According to a psychiatrist, who sought anonymity, the greatest challenges are dealing with emotional suffering and pain, carrying people’s deepest secrets and solving terrible problems that come with emotional anguish.
“We see people in depression, hopeless people who are mentally ill and get very distressed, people who have run out of money, those suffering from stigma and people who are suicidal. For instance, I have lost at least four of my patients to suicide,” says the psychiatrist. “It is extremely depressing.”
He recalled a woman client with whom he had just talked to.
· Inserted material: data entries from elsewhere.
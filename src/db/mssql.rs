//! Live [`SqlConnection`] over TDS using tiberius.
//!
//! One client behind a mutex; statements run one at a time. Rows come back
//! as JSON maps keyed by column name, binary columns base64-encoded.

use crate::db::connection::SqlConnection;
use crate::error::{DbError, DbResult};
use crate::models::{QueryParam, Row};
use async_trait::async_trait;
use base64::{Engine as _, engine::general_purpose::STANDARD};
use serde_json::Value as JsonValue;
use tiberius::{Client, ColumnData, Config, FromSql, Query};
use tokio::net::TcpStream;
use tokio::sync::Mutex;
use tokio_util::compat::{Compat, TokioAsyncWriteCompatExt};
use tracing::{debug, info};

pub type MssqlClient = Client<Compat<TcpStream>>;

pub struct TiberiusConnection {
    client: Mutex<MssqlClient>,
}

impl TiberiusConnection {
    /// Connect with an ADO.NET connection string,
    /// e.g. `server=tcp:localhost,1433;user=sa;password=...;TrustServerCertificate=true`.
    pub async fn connect(connection_string: &str) -> DbResult<Self> {
        let config = Config::from_ado_string(connection_string)?;
        let addr = config.get_addr();

        let tcp = TcpStream::connect(&addr).await.map_err(|e| {
            DbError::connection(
                format!("TCP connection to {} failed: {}", addr, e),
                "Check that SQL Server is running and the host and port are correct",
            )
        })?;
        tcp.set_nodelay(true)
            .map_err(|e| DbError::connection(e.to_string(), "Check the network stack"))?;

        let client = Client::connect(config, tcp.compat_write()).await?;
        info!(addr = %addr, "Connected to SQL Server");
        Ok(Self {
            client: Mutex::new(client),
        })
    }
}

#[async_trait]
impl SqlConnection for TiberiusConnection {
    async fn select(&self, sql: &str, params: &[QueryParam]) -> DbResult<Vec<Row>> {
        let mut query = Query::new(sql);
        for param in params {
            bind_param(&mut query, param);
        }

        let mut client = self.client.lock().await;
        let rows = query.query(&mut *client).await?.into_first_result().await?;
        debug!(rows = rows.len(), params = params.len(), "Query returned");
        Ok(rows.into_iter().map(row_to_json).collect())
    }

    async fn statement(&self, sql: &str) -> DbResult<bool> {
        let mut client = self.client.lock().await;
        let result = client.execute(sql, &[]).await?;
        debug!(rows_affected = result.total(), "Statement executed");
        Ok(true)
    }
}

fn bind_param<'a>(query: &mut Query<'a>, param: &QueryParam) {
    match param {
        QueryParam::Null => query.bind(Option::<String>::None),
        QueryParam::Bool(b) => query.bind(*b),
        QueryParam::Int(i) => query.bind(*i),
        QueryParam::Float(f) => query.bind(*f),
        QueryParam::String(s) => query.bind(s.clone()),
        QueryParam::Bytes(b) => query.bind(b.clone()),
    }
}

fn row_to_json(row: tiberius::Row) -> Row {
    let names: Vec<String> = row.columns().iter().map(|c| c.name().to_string()).collect();
    names
        .into_iter()
        .zip(row)
        .map(|(name, data)| (name, column_to_json(&data)))
        .collect()
}

/// Binary columns come back base64-encoded.
pub fn decode_binary_value(bytes: &[u8]) -> JsonValue {
    JsonValue::String(STANDARD.encode(bytes))
}

fn float_value(f: f64) -> JsonValue {
    serde_json::Number::from_f64(f)
        .map(JsonValue::Number)
        .unwrap_or(JsonValue::Null)
}

fn temporal<T: for<'a> FromSql<'a>>(data: &ColumnData<'static>, format: impl Fn(T) -> String) -> JsonValue {
    match T::from_sql(data) {
        Ok(Some(v)) => JsonValue::String(format(v)),
        _ => JsonValue::Null,
    }
}

fn column_to_json(data: &ColumnData<'static>) -> JsonValue {
    match data {
        ColumnData::U8(v) => v.map(JsonValue::from).unwrap_or(JsonValue::Null),
        ColumnData::I16(v) => v.map(JsonValue::from).unwrap_or(JsonValue::Null),
        ColumnData::I32(v) => v.map(JsonValue::from).unwrap_or(JsonValue::Null),
        ColumnData::I64(v) => v.map(JsonValue::from).unwrap_or(JsonValue::Null),
        ColumnData::F32(v) => v.map(|f| float_value(f as f64)).unwrap_or(JsonValue::Null),
        ColumnData::F64(v) => v.map(float_value).unwrap_or(JsonValue::Null),
        ColumnData::Bit(v) => v.map(JsonValue::Bool).unwrap_or(JsonValue::Null),
        ColumnData::String(v) => v
            .as_ref()
            .map(|s| JsonValue::String(s.to_string()))
            .unwrap_or(JsonValue::Null),
        ColumnData::Guid(v) => v
            .map(|g| JsonValue::String(g.to_string()))
            .unwrap_or(JsonValue::Null),
        ColumnData::Binary(v) => v
            .as_ref()
            .map(|b| decode_binary_value(b))
            .unwrap_or(JsonValue::Null),
        ColumnData::Numeric(v) => v
            .map(|n| JsonValue::String(n.to_string()))
            .unwrap_or(JsonValue::Null),
        ColumnData::Xml(v) => v
            .as_ref()
            .map(|x| JsonValue::String(x.clone().into_owned().into_string()))
            .unwrap_or(JsonValue::Null),
        ColumnData::Date(_) => temporal(data, |d: chrono::NaiveDate| d.format("%Y-%m-%d").to_string()),
        ColumnData::Time(_) => temporal(data, |t: chrono::NaiveTime| t.format("%H:%M:%S%.f").to_string()),
        ColumnData::DateTimeOffset(_) => temporal(data, |dt: chrono::DateTime<chrono::FixedOffset>| {
            dt.to_rfc3339()
        }),
        ColumnData::DateTime(_) | ColumnData::SmallDateTime(_) | ColumnData::DateTime2(_) => {
            temporal(data, |dt: chrono::NaiveDateTime| {
                dt.format("%Y-%m-%d %H:%M:%S%.f").to_string()
            })
        }
        #[allow(unreachable_patterns)]
        _ => JsonValue::Null,
    }
}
Shortly after there were screams “and when the door was opened, she was there, hanging; it was very traumatising to have those images playing over and over in my mind.”
Guilt follows when families of the patients blame them for not doing their best when they know they did their best.
“We also feel like there was something we have not done, or we could have done differently, the guilt takes you a while before you feel better,” he says.
Most psychiatrists have learnt the importance of self-care, having enough sleep, and not waiting for stressful moments to seek help.
“We should have mental health promotion activities and make them part of our daily lives, finding balance between work and life; talking to people you love,” he says. “But some people take alcohol to numb the pain, which is not a good way of coping.”
Scarcity of psychiatrists also increases workload, as besides seeing patients, they do a lot of research to find better treatment.
The expert calls on the Kenya Psychiatric Association to supervise and do monthly debriefings.
Besides psychiatrists, there are also psychologists like Jackie Gathu, who explains that her profession does not mean practitioners have resolved all their issues, rather, most have a ‘resilience toolkit’ just in case disaster strikes.
“I go through my breaking points mostly when I see a client who is going through stuff I have gone through, which is a trigger point,” says Gathu, adding, “there is temptation to try relating with your client on that level, which is not professional.”
She says psychologists have a strong emotional support system from fellow psychologists for professional peer counselling.